Yesterday i had a woman tell me that I should avoid talking to her because w disagree on most major issues in politics and religion. I had simply asked her what she meant in a statement. The reality is we are far closer on most issues than she understands, but she highlighted so much that is wrong in society today by how she handled the situation.
First, she and I both claim to follow Jesus. So by default we should have far more in common than we have disagreements. I realize there are exceptions to that rule but given the traditions we grew up in my comment is valid. However, she is either making a blanket statement about the differences between us, substituting the minor cultural differences for the true majors of the faith, or defining her faith by her politics. Any of these responses is a negative. She is either creating an artificial barrier between us or else she is moving away from the historic faith. Something similar is probably true of our political leanings. We probably have far more in common than not.

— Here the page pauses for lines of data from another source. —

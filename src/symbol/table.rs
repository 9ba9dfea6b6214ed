//! Lookup of reusable symbols by identity

use std::collections::HashMap;

use crate::document::RawNode;

/// Every symbol, symbol descendant and state variant, keyed by identity
///
/// Built once per artboard from the resource dictionary and read-only
/// afterwards.
#[derive(Debug, Default)]
pub struct SymbolTable {
    symbols: HashMap<String, RawNode>,
}

impl SymbolTable {
    /// Create a new empty table
    pub fn new() -> Self {
        Self::default()
    }

    /// Build a table from the resource dictionary's symbols
    pub fn from_symbols(symbols: &[RawNode]) -> Self {
        let mut table = Self::new();
        for symbol in symbols {
            table.register(symbol);
        }
        table
    }

    /// Register a node, its children and its state variants
    ///
    /// A later registration under the same identity replaces the earlier one.
    /// Nodes without an identity cannot be referenced and are not stored,
    /// though their descendants are.
    pub fn register(&mut self, node: &RawNode) {
        if node.has_identity() {
            self.symbols.insert(node.key().to_string(), node.clone());
        }
        for child in node.children() {
            self.register(child);
        }
        for state in node.states() {
            self.register(state);
        }
    }

    /// Get a symbol by identity
    pub fn get(&self, id: &str) -> Option<&RawNode> {
        self.symbols.get(id)
    }

    /// Check if a symbol exists
    pub fn contains(&self, id: &str) -> bool {
        self.symbols.contains_key(id)
    }

    pub fn len(&self) -> usize {
        self.symbols.len()
    }

    pub fn is_empty(&self) -> bool {
        self.symbols.is_empty()
    }
}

Such realities are what makes her comment so hurtful to me. She was hiding behind an artificial barrier so she did not have to engage me on a relatively minor issue. She made an assumption that my question was not a sincere inquiry or that I would irrational in our dialogue and dismissed me. Her behavior highlights what is going on in our society right now. So often we get it into our heads that it is impossible to have common ground with anyone across the political aisle. We act as though there is no room to learn and grow from those we have political disagreements with. And, as her comment demonstrated, we overemphasize those disagreements and expand them into all areas of life.
Our temptation is to only listen to those within our bubble, reinforcing our beliefs with the opinions of the like-minded. In her current frame of mind we cannot learn from each other because we disagree. This is not Christian behavior, Christian behavior is to listen respectfully to others and to try to answer individuals when they pose questions.A Christian may say, “I do not feel up to a conversation now,” or “I do not feel adequately prepared to answer that question at the moment.” These are honest answers to challenges, however, we cannot be dismissive. If a person proves combative or unwilling to listen and carry on an intelligent conversation we may disengage. But we cannot block conversation from happening. This is particularly true if the disagreements are of substance.
Unfortunately, especially in the political world, I fail to see this happening among Christians. We all claim we value life and justice but then are unwilling to talk to people with a different letter on their ballot about how our commitments to life and justice influence our voting. We all agree God made the world “good” and told humanity to “govern” the world, but we fail to discuss what that means for society. We all agree that we should not fear, we should care for the poor, and should abhor laziness, but sadly again we allow political divisions to keep us from talking through what can be done.
What unites us as Christians is vitally important, and talking through our divergent ideas can help make the Church stronger. I benefit from listening to people from a variety of political and faith perspectives. Sometimes I learn new information which forces me to adjust my views. Sometimes I clarify my own views so that I better understand what I believe. Sometimes the only thing I learn is greater compassion for the other person (usually only when the person is very ignorant). But all of this is valuable it helps me grow and develop as a person and helps me have a greater appreciation and understanding of life. We cannot and should not walk through life only reinforcing our bubbles. If we do our bubbles will grow ever smaller until there is only room for one. If I isolate myself from an individual because of a disagreement eventually I will have no one I agree with and I will be bitter and alone.
What this means, particularly for Christians dealing with other Christians, is that regardless of political party, I must learn to have good discussions on issues (particularly when I bring them up). I must ask what motivates the other person’s beliefs, what are the principles driving that ideal and is such a connection legitimate? Dismissive language will only fracture our society further, we must do the difficult work of having true dialogue.